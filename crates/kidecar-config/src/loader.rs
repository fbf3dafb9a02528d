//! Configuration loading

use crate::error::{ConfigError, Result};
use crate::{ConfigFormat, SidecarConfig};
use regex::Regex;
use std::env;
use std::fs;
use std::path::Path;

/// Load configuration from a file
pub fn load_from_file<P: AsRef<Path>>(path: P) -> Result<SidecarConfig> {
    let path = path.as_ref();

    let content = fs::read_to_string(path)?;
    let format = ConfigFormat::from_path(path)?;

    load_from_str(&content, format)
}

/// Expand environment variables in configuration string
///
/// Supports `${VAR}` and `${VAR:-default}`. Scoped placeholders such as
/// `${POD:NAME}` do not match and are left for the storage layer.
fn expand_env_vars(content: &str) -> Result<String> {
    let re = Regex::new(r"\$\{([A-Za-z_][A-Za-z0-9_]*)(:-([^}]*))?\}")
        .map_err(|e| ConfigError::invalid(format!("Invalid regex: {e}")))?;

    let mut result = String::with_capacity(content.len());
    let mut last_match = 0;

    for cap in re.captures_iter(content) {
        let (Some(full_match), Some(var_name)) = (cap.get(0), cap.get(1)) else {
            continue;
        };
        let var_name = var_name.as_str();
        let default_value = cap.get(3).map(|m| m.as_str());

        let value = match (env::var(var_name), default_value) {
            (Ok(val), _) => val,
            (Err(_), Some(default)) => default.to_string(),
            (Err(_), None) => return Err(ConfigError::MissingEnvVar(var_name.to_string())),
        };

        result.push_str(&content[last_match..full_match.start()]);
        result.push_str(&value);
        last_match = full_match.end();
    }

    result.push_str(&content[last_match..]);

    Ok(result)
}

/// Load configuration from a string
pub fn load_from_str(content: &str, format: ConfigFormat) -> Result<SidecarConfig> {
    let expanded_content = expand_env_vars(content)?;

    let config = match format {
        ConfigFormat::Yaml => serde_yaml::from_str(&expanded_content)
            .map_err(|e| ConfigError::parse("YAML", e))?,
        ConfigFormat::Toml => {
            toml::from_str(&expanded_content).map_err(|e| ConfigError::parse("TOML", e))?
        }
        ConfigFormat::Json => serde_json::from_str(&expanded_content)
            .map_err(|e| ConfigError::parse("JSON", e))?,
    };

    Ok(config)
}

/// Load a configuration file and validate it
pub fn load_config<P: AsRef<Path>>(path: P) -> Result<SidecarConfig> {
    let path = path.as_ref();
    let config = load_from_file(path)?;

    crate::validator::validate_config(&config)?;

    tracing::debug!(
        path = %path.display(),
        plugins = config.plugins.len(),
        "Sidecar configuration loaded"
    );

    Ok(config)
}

▬▬▬▬▬▬▬▬▬▬

— Exercise details —
Copy out each line of the data above, exactly, if it lies between the line holding "last_match = full_match.end();" and the line holding "and validate it", inclusive; copy no other line.

— Solution to this problem —
        last_match = full_match.end();
    }

    result.push_str(&content[last_match..]);

    Ok(result)
}

/// Load configuration from a string
pub fn load_from_str(content: &str, format: ConfigFormat) -> Result<SidecarConfig> {
    let expanded_content = expand_env_vars(content)?;

    let config = match format {
        ConfigFormat::Yaml => serde_yaml::from_str(&expanded_content)
            .map_err(|e| ConfigError::parse("YAML", e))?,
        ConfigFormat::Toml => {
            toml::from_str(&expanded_content).map_err(|e| ConfigError::parse("TOML", e))?
        }
        ConfigFormat::Json => serde_json::from_str(&expanded_content)
            .map_err(|e| ConfigError::parse("JSON", e))?,
    };

    Ok(config)
}

/// Load a configuration file and validate it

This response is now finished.